[TASK TO COMPLETE]: Answer with a single number, the count of lines in the material below that contain the word "crate".

[THE DATA]:
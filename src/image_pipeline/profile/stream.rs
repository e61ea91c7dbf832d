//! Serializing profiles as tags, either into IFD0 or as a standalone
//! profile stream (magic `0x4352`, offsets relative to the stream start).

use crate::image_pipeline::common::endian::Endian;
use crate::image_pipeline::common::error::Result;
use crate::image_pipeline::common::matrix::Matrix;
use crate::image_pipeline::common::rational::SRational;
use crate::image_pipeline::profile::camera_profile::CameraProfile;
use crate::image_pipeline::tags::directory::{TagValue, TiffHeader};
use crate::image_pipeline::tags::types::{PROFILE_MAGIC, TIFF_HEADER_LEN, tag};
use crate::image_pipeline::writer::directory_builder::DirectoryBuilder;

const MATRIX_DENOMINATOR: i32 = 10_000;

pub fn matrix_tag(m: &Matrix) -> TagValue {
    TagValue::SRational(
        m.values()
            .iter()
            .map(|&v| SRational::from_f64(v, MATRIX_DENOMINATOR))
            .collect(),
    )
}

fn dims_tag((hues, sats, vals): (u32, u32, u32)) -> TagValue {
    TagValue::Long(vec![hues, sats, vals])
}

/// Adds the tags describing `profile`.
///
/// `standalone` adds the camera model restriction, which only has meaning
/// inside a profile stream.
pub fn add_profile_tags(
    builder: &mut DirectoryBuilder,
    profile: &CameraProfile,
    standalone: bool,
) -> Result<()> {
    let info = profile.to_info();

    if info.calibration_illuminant_1 != 0 {
        builder.add(
            tag::CALIBRATION_ILLUMINANT_1,
            TagValue::Short(vec![info.calibration_illuminant_1 as u16]),
        )?;
    }
    if info.calibration_illuminant_2 != 0 && !info.color_matrix_2.is_empty() {
        builder.add(
            tag::CALIBRATION_ILLUMINANT_2,
            TagValue::Short(vec![info.calibration_illuminant_2 as u16]),
        )?;
    }

    let matrices = [
        (tag::COLOR_MATRIX_1, &info.color_matrix_1),
        (tag::COLOR_MATRIX_2, &info.color_matrix_2),
        (tag::FORWARD_MATRIX_1, &info.forward_matrix_1),
        (tag::FORWARD_MATRIX_2, &info.forward_matrix_2),
        (tag::REDUCTION_MATRIX_1, &info.reduction_matrix_1),
        (tag::REDUCTION_MATRIX_2, &info.reduction_matrix_2),
    ];
    for (code, matrix) in matrices {
        if !matrix.is_empty() {
            builder.add(code, matrix_tag(matrix))?;
        }
    }

    let texts = [
        (tag::PROFILE_CALIBRATION_SIGNATURE, &info.calibration_signature),
        (tag::PROFILE_NAME, &info.name),
        (tag::PROFILE_COPYRIGHT, &info.copyright),
    ];
    for (code, text) in texts {
        if !text.is_empty() {
            builder.add(code, TagValue::Ascii(text.clone()))?;
        }
    }
    builder.add(tag::PROFILE_EMBED_POLICY, TagValue::Long(vec![info.embed_policy]))?;

    if !info.hue_sat_data_1.is_empty() {
        builder.add(tag::PROFILE_HUE_SAT_MAP_DIMS, dims_tag(info.hue_sat_dims))?;
        builder.add(
            tag::PROFILE_HUE_SAT_MAP_DATA_1,
            TagValue::Float(info.hue_sat_data_1.clone()),
        )?;
        if !info.hue_sat_data_2.is_empty() {
            builder.add(
                tag::PROFILE_HUE_SAT_MAP_DATA_2,
                TagValue::Float(info.hue_sat_data_2.clone()),
            )?;
        }
        if info.hue_sat_encoding != 0 {
            builder.add(
                tag::PROFILE_HUE_SAT_MAP_ENCODING,
                TagValue::Long(vec![info.hue_sat_encoding]),
            )?;
        }
    }
    if !info.look_table_data.is_empty() {
        builder.add(tag::PROFILE_LOOK_TABLE_DIMS, dims_tag(info.look_table_dims))?;
        builder.add(
            tag::PROFILE_LOOK_TABLE_DATA,
            TagValue::Float(info.look_table_data.clone()),
        )?;
        if info.look_table_encoding != 0 {
            builder.add(
                tag::PROFILE_LOOK_TABLE_ENCODING,
                TagValue::Long(vec![info.look_table_encoding]),
            )?;
        }
    }
    if !info.tone_curve.is_empty() {
        builder.add(tag::PROFILE_TONE_CURVE, TagValue::Float(info.tone_curve.clone()))?;
    }
    if info.baseline_exposure_offset.n != 0 {
        builder.add(
            tag::BASELINE_EXPOSURE_OFFSET,
            TagValue::SRational(vec![info.baseline_exposure_offset]),
        )?;
    }
    if info.default_black_render != 0 {
        builder.add(
            tag::DEFAULT_BLACK_RENDER,
            TagValue::Long(vec![info.default_black_render]),
        )?;
    }
    if standalone && !info.unique_camera_model.is_empty() {
        builder.add(
            tag::UNIQUE_CAMERA_MODEL,
            TagValue::Ascii(info.unique_camera_model.clone()),
        )?;
    }
    Ok(())
}

/// Serializes `profile` as a self-contained profile stream.
pub fn write_profile_stream(profile: &CameraProfile, endian: Endian) -> Result<Vec<u8>> {
    let mut builder = DirectoryBuilder::new();
    add_profile_tags(&mut builder, profile, true)?;

    let mut out = Vec::with_capacity(TIFF_HEADER_LEN + builder.size() as usize);
    TiffHeader {
        endian,
        magic: PROFILE_MAGIC,
        first_ifd: TIFF_HEADER_LEN as u64,
    }
    .write(&mut out);
    let block = builder.build(endian, TIFF_HEADER_LEN as u64)?;
    out.extend_from_slice(&block.bytes);
    Ok(out)
}
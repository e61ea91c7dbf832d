//! Camera colour profiles: matrices, hue/sat tables, tone curves and the
//! profile list a negative carries.

pub mod camera_profile;
pub mod hue_sat;
pub mod illuminant;
pub mod selection;
pub mod stream;
pub mod tone_curve;

pub use camera_profile::{CameraProfile, EMBEDDED_PROFILE_NAME, ProfileId};
pub use hue_sat::{HueSatDelta, HueSatMap};
pub use selection::{ProfileSet, split_camera_profile_name};
pub use stream::{add_profile_tags, write_profile_stream};
pub use tone_curve::ToneCurve;
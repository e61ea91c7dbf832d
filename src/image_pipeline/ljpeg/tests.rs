use super::*;
use crate::image_pipeline::common::error::DngError;

/// Deterministic pseudo-random samples below `1 << precision`, with smooth
/// structure so most differences are small.
fn synthetic_samples(width: usize, height: usize, components: usize, precision: u8) -> Vec<u16> {
    let mask = (1u32 << precision) - 1;
    let mut state = 0x1234_5678u32;
    let mut samples = Vec::with_capacity(width * height * components);
    for row in 0..height {
        for col in 0..width {
            for k in 0..components {
                state = state.wrapping_mul(1_664_525).wrapping_add(1_013_904_223);
                let ramp = (row * 37 + col * 11 + k * 500) as u32;
                let noise = (state >> 24) & 0x3F;
                samples.push(((ramp * 13 + noise) & mask) as u16);
            }
        }
    }
    samples
}

fn find_marker(data: &[u8], code: u8) -> usize {
    data.windows(2)
        .position(|w| w[0] == 0xFF && w[1] == code)
        .expect("marker present")
}

#[test]
fn round_trip_every_predictor_and_restart_interval() {
    let (width, height) = (13, 11);
    for components in [1, 2, 4] {
        let samples = synthetic_samples(width, height, components, 12);
        for predictor in Predictor::ALL {
            for restart_rows in [0, 1, 3, 11] {
                let options = EncoderOptions {
                    predictor,
                    restart_rows,
                };
                let encoded = encode(&samples, width, height, components, 12, &options).unwrap();
                let decoded = decode(&encoded).unwrap();
                assert_eq!(
                    decoded.samples, samples,
                    "predictor {:?}, restart rows {}, {} components",
                    predictor, restart_rows, components
                );
                assert_eq!(decoded.width, width);
                assert_eq!(decoded.height, height);
                assert_eq!(decoded.components, components);
                assert_eq!(decoded.precision, 12);
            }
        }
    }
}

#[test]
fn round_trip_full_range_sixteen_bit_data() {
    // Alternating extremes force category 16 and 15-bit differences.
    let width = 8;
    let height = 6;
    let samples: Vec<u16> = (0..width * height)
        .map(|i| match i % 4 {
            0 => 0,
            1 => 32768,
            2 => 65535,
            _ => 1,
        })
        .collect();
    for predictor in Predictor::ALL {
        let options = EncoderOptions {
            predictor,
            restart_rows: 2,
        };
        let encoded = encode(&samples, width, height, 1, 16, &options).unwrap();
        assert_eq!(decode(&encoded).unwrap().samples, samples, "{:?}", predictor);
    }
}

#[test]
fn round_trip_low_precision_and_single_pixel() {
    let samples = vec![3u16];
    let encoded = encode(&samples, 1, 1, 1, 2, &EncoderOptions::default()).unwrap();
    assert_eq!(decode(&encoded).unwrap().samples, samples);

    let samples = synthetic_samples(64, 3, 1, 8);
    let encoded = encode(&samples, 64, 3, 1, 8, &EncoderOptions::default()).unwrap();
    assert_eq!(decode(&encoded).unwrap().samples, samples);
}

#[test]
fn flat_image_compresses() {
    let samples = vec![1000u16; 64 * 64];
    let encoded = encode(&samples, 64, 64, 1, 14, &EncoderOptions::default()).unwrap();
    assert!(encoded.len() < samples.len() / 4);
    assert_eq!(decode(&encoded).unwrap().samples, samples);
}

#[test]
fn restart_interval_must_cover_whole_rows() {
    let samples = synthetic_samples(6, 4, 1, 10);
    let options = EncoderOptions {
        predictor: Predictor::Left,
        restart_rows: 2,
    };
    let mut encoded = encode(&samples, 6, 4, 1, 10, &options).unwrap();
    let dri = find_marker(&encoded, 0xDD);
    // Interval 12 -> 7 pixels.
    encoded[dri + 5] = 7;
    assert!(matches!(decode(&encoded), Err(DngError::BadFormat(_))));
}

#[test]
fn point_transform_is_rejected() {
    let samples = synthetic_samples(4, 4, 1, 12);
    let mut encoded = encode(&samples, 4, 4, 1, 12, &EncoderOptions::default()).unwrap();
    let sos = find_marker(&encoded, 0xDA);
    // FF DA len(2) Ns (Cs,Td) Ss Se AhAl
    encoded[sos + 9] = 0x01;
    assert!(matches!(decode(&encoded), Err(DngError::BadFormat(_))));
}

#[test]
fn missing_soi_is_rejected() {
    assert!(matches!(decode(&[0x00, 0x01, 0x02]), Err(DngError::BadFormat(_))));
}

#[test]
fn truncated_entropy_data_fails() {
    let samples = synthetic_samples(32, 32, 1, 12);
    let encoded = encode(&samples, 32, 32, 1, 12, &EncoderOptions::default()).unwrap();
    let sos = find_marker(&encoded, 0xDA);
    let truncated = &encoded[..sos + 10 + 20];
    assert!(decode(truncated).is_err());
}

#[test]
fn app_segments_are_skipped() {
    let samples = synthetic_samples(5, 5, 1, 12);
    let encoded = encode(&samples, 5, 5, 1, 12, &EncoderOptions::default()).unwrap();
    let mut with_app = vec![0xFF, 0xD8, 0xFF, 0xE1, 0x00, 0x05, b'a', b'b', b'c'];
    with_app.extend_from_slice(&encoded[2..]);
    assert_eq!(decode(&with_app).unwrap().samples, samples);
}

[ANSWER TO THIS TASK]: 9